In 1953 this study was reopened when plans were made to increase the Isabella mill output from 1150 to 1500 tpd. At this time the grinding circuit consisted of a 6×12 rod mill followed by a 6×12 ball mill in closed circuit with a 6-ft rake classifier. Another 6×12 ball mill and 6-ft rake classifier would have been sufficient equipment and would have been the simplest and cheapest installation. However, this would have offered no improvement in grinding efficiency or operating cost. If, on the other hand, the grinding operation could be converted to the London practice by installation of one large 10½x9x9 tricone mill and a 10-ft hydroscillator, lower operating costs would justify the additional investment.
Rod Mill: Grinding data on the Isabella 6×12 rod mill are presented in Table III, Columns 1 and 3 are from the plant records on 1150 and 1500 tpd respectively. Column 2, giving the estimated performance for the rod mill on 1500 tpd, predicts that the efficiency of the rod mill will improve on the higher tonnage.
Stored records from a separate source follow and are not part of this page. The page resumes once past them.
//! Limiter registry: one instance per algorithm behind a single entry point.

use std::sync::Arc;

use serde::Serialize;
use tracing::{debug, info, trace, warn};

use super::backend::AdmissionBackend;
use super::clock::{to_datetime, Clock, SystemClock};
use super::decision::{new_request_id, Decision};
use super::distributed::{
    SharedContext, SharedFixedWindow, SharedLeakyBucket, SharedOptions, SharedSlidingWindow,
    SharedTokenBucket,
};
use super::fixed_window::{FixedWindowLimiter, FixedWindowState};
use super::leaky_bucket::{LeakyBucketLimiter, LeakyBucketState};
use super::rules::{Algorithm, LimiterConfig};
use super::sliding_window::{SlidingWindowLimiter, SlidingWindowState};
use super::token_bucket::{TokenBucketLimiter, TokenBucketState};
use crate::config::LimitersConfig;
use crate::sink::DecisionSink;
use crate::store::SharedStore;

/// Client id used when the caller supplies none.
pub const DEFAULT_CLIENT_ID: &str = "demo";

/// Outcome of [`LimiterRegistry::update_config`].
#[derive(Debug, Clone, PartialEq, Eq)]
pub enum ConfigUpdate {
    /// The update was merged into the named limiter
    Applied(Algorithm),
    /// No limiter has this name; nothing changed
    UnknownAlgorithm(String),
}

/// Snapshot of one limiter.
#[derive(Debug, Clone, PartialEq, Serialize)]
#[serde(untagged)]
pub enum LimiterState {
    FixedWindow(FixedWindowState),
    SlidingWindow(SlidingWindowState),
    TokenBucket(TokenBucketState),
    LeakyBucket(LeakyBucketState),
}

/// Snapshot of all four limiters.
#[derive(Debug, Clone, PartialEq, Serialize)]
#[serde(rename_all = "camelCase")]
pub struct LimiterStates {
    pub fixed_window: FixedWindowState,
    pub sliding_window: SlidingWindowState,
    pub token_bucket: TokenBucketState,
    pub leaky_bucket: LeakyBucketState,
}

struct SharedLimiters {
    ctx: Arc<SharedContext>,
    fixed: SharedFixedWindow,
    sliding: SharedSlidingWindow,
    token: SharedTokenBucket,
    leaky: SharedLeakyBucket,
}

/// Routes decisions to the configured limiters and publishes every result.
///
/// Each decision is published to the sink exactly once: direct results here,
/// leaked leaky bucket admissions by the ticker that produced them.
pub struct LimiterRegistry {
    fixed: Arc<FixedWindowLimiter>,
    sliding: Arc<SlidingWindowLimiter>,
    token: Arc<TokenBucketLimiter>,
    leaky: Arc<LeakyBucketLimiter>,
    shared: Option<SharedLimiters>,
    sink: Arc<dyn DecisionSink>,
    clock: Arc<dyn Clock>,
}

impl LimiterRegistry {
    /// Create a registry of local limiters on the system clock.
    pub fn new(settings: &LimitersConfig, sink: Arc<dyn DecisionSink>) -> Self {
        Self::with_clock(settings, sink, Arc::new(SystemClock))
    }

    /// Create a registry of local limiters reading time from `clock`.
    pub fn with_clock(
        settings: &LimitersConfig,
        sink: Arc<dyn DecisionSink>,
        clock: Arc<dyn Clock>,
    ) -> Self {
        let fixed = &settings.fixed_window;
        let sliding = &settings.sliding_window;
        let token = &settings.token_bucket;
        let leaky = &settings.leaky_bucket;

        let registry = Self {
            fixed: Arc::new(FixedWindowLimiter::with_clock(
                fixed.limit,
                fixed.window_ms,
                clock.clone(),
            )),
            sliding: Arc::new(SlidingWindowLimiter::with_clock(
                sliding.limit,
                sliding.window_ms,
                clock.clone(),
            )),
            token: Arc::new(TokenBucketLimiter::with_clock(
                token.capacity,
                token.refill_per_second,
                clock.clone(),
            )),
            leaky: Arc::new(LeakyBucketLimiter::with_clock(
                leaky.capacity,
                leaky.leak_per_second,
                leaky.max_queue_size,
                clock.clone(),
                sink.clone(),
            )),
            shared: None,
            sink,
            clock,
        };

        info!("Limiter registry initialized");
        registry
    }

    /// Route decisions through `store`, keeping the local limiters as
    /// fallback.
    pub fn with_shared_store(mut self, store: Arc<dyn SharedStore>, options: SharedOptions) -> Self {
        let ctx = Arc::new(SharedContext::with_clock(store, options, self.clock.clone()));
        self.shared = Some(SharedLimiters {
            fixed: SharedFixedWindow::new(ctx.clone(), self.fixed.clone()),
            sliding: SharedSlidingWindow::new(ctx.clone(), self.sliding.clone()),
            token: SharedTokenBucket::new(ctx.clone(), self.token.clone()),
            leaky: SharedLeakyBucket::new(ctx.clone(), self.leaky.clone(), self.sink.clone()),
            ctx,
        });

        info!("Shared store enabled");
        self
    }

    pub fn is_shared(&self) -> bool {
        self.shared.is_some()
    }

    fn backend(&self, algorithm: Algorithm) -> &dyn AdmissionBackend {
        match (&self.shared, algorithm) {
            (Some(shared), Algorithm::FixedWindow) => &shared.fixed,
            (Some(shared), Algorithm::SlidingWindow) => &shared.sliding,
            (Some(shared), Algorithm::TokenBucket) => &shared.token,
            (Some(shared), Algorithm::LeakyBucket) => &shared.leaky,
            (None, Algorithm::FixedWindow) => self.fixed.as_ref(),
            (None, Algorithm::SlidingWindow) => self.sliding.as_ref(),
            (None, Algorithm::TokenBucket) => self.token.as_ref(),
            (None, Algorithm::LeakyBucket) => self.leaky.as_ref(),
        }
    }

    /// Decide on one request and publish the result.
    ///
    /// A missing request id is generated; a missing client id means
    /// [`DEFAULT_CLIENT_ID`].
    pub async fn decide(
        &self,
        algorithm: Algorithm,
        request_id: Option<&str>,
        client_id: Option<&str>,
    ) -> Decision {
        let request_id = request_id.map_or_else(new_request_id, str::to_string);
        let client_id = client_id.unwrap_or(DEFAULT_CLIENT_ID);

        trace!(
            algorithm = %algorithm,
            request_id = %request_id,
            client_id = client_id,
            "Deciding request"
        );

        let decision = self.backend(algorithm).admit(&request_id, client_id).await;
        self.sink.publish(decision.clone());
        decision
    }

    /// Decide on one request for an algorithm given by name.
    ///
    /// Unknown names produce and publish an `ignored` decision.
    pub async fn decide_named(
        &self,
        name: &str,
        request_id: Option<&str>,
        client_id: Option<&str>,
    ) -> Decision {
        match name.parse::<Algorithm>() {
            Ok(algorithm) => self.decide(algorithm, request_id, client_id).await,
            Err(_) => {
                warn!(algorithm = name, "Unknown algorithm, request ignored");
                let request_id = request_id.map_or_else(new_request_id, str::to_string);
                let decision = Decision::ignored(request_id, to_datetime(self.clock.now_millis()));
                self.sink.publish(decision.clone());
                decision
            }
        }
    }

    /// Merge `config` into the limiter named `name`.
    ///
    /// The update takes effect on that limiter's next decision and covers
    /// local and shared mode alike.
    pub fn update_config(&self, name: &str, config: &LimiterConfig) -> ConfigUpdate {
        let Ok(algorithm) = name.parse::<Algorithm>() else {
            warn!(algorithm = name, "Config update for unknown algorithm");
            return ConfigUpdate::UnknownAlgorithm(name.to_string());
        };

        debug!(algorithm = %algorithm, config = ?config, "Applying config update");
        match algorithm {
            Algorithm::FixedWindow => self.fixed.update_config(config),
            Algorithm::SlidingWindow => self.sliding.update_config(config),
            Algorithm::TokenBucket => self.token.update_config(config),
            Algorithm::LeakyBucket => match &self.shared {
                Some(shared) => shared.leaky.update_config(config),
                None => self.leaky.update_config(config),
            },
        }
        ConfigUpdate::Applied(algorithm)
    }

    /// Snapshot one limiter.
    pub fn state(&self, algorithm: Algorithm) -> LimiterState {
        match algorithm {
            Algorithm::FixedWindow => LimiterState::FixedWindow(self.fixed.state()),
            Algorithm::SlidingWindow => LimiterState::SlidingWindow(self.sliding.state()),
            Algorithm::TokenBucket => LimiterState::TokenBucket(self.token.state()),
            Algorithm::LeakyBucket => LimiterState::LeakyBucket(self.leaky.state()),
        }
    }

    /// Snapshot all four limiters.
    pub fn states(&self) -> LimiterStates {
        LimiterStates {
            fixed_window: self.fixed.state(),
            sliding_window: self.sliding.state(),
            token_bucket: self.token.state(),
            leaky_bucket: self.leaky.state(),
        }
    }

    /// Number of decisions answered locally because the shared store failed.
    pub fn fallback_count(&self) -> u64 {
        self.shared
            .as_ref()
            .map_or(0, |shared| shared.ctx.fallback_count())
    }

    /// Stop all leak tickers and drain workers.
    pub fn shutdown(&self) {
        self.leaky.shutdown();
        if let Some(shared) = &self.shared {
            shared.leaky.shutdown();
        }
        info!("Limiter registry shut down");
    }
}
Later a study of the Isabella plant data proved that this prediction was correct, because this rod mill on 1500 tpd was calculated to be 13 pct more efficient than it was on 1150 tpd.
Since the Isabella results were so close to the estimate they prove further that this grinding practice is sound. It is the writers belief that the rod mill, ball mill, and classifier are components of this efficient grinding circuit. The rod mill controls the size of its product at —8 mesh. Therefore the ball mill has no oversize material and it is possible to use 1-in. grinding balls.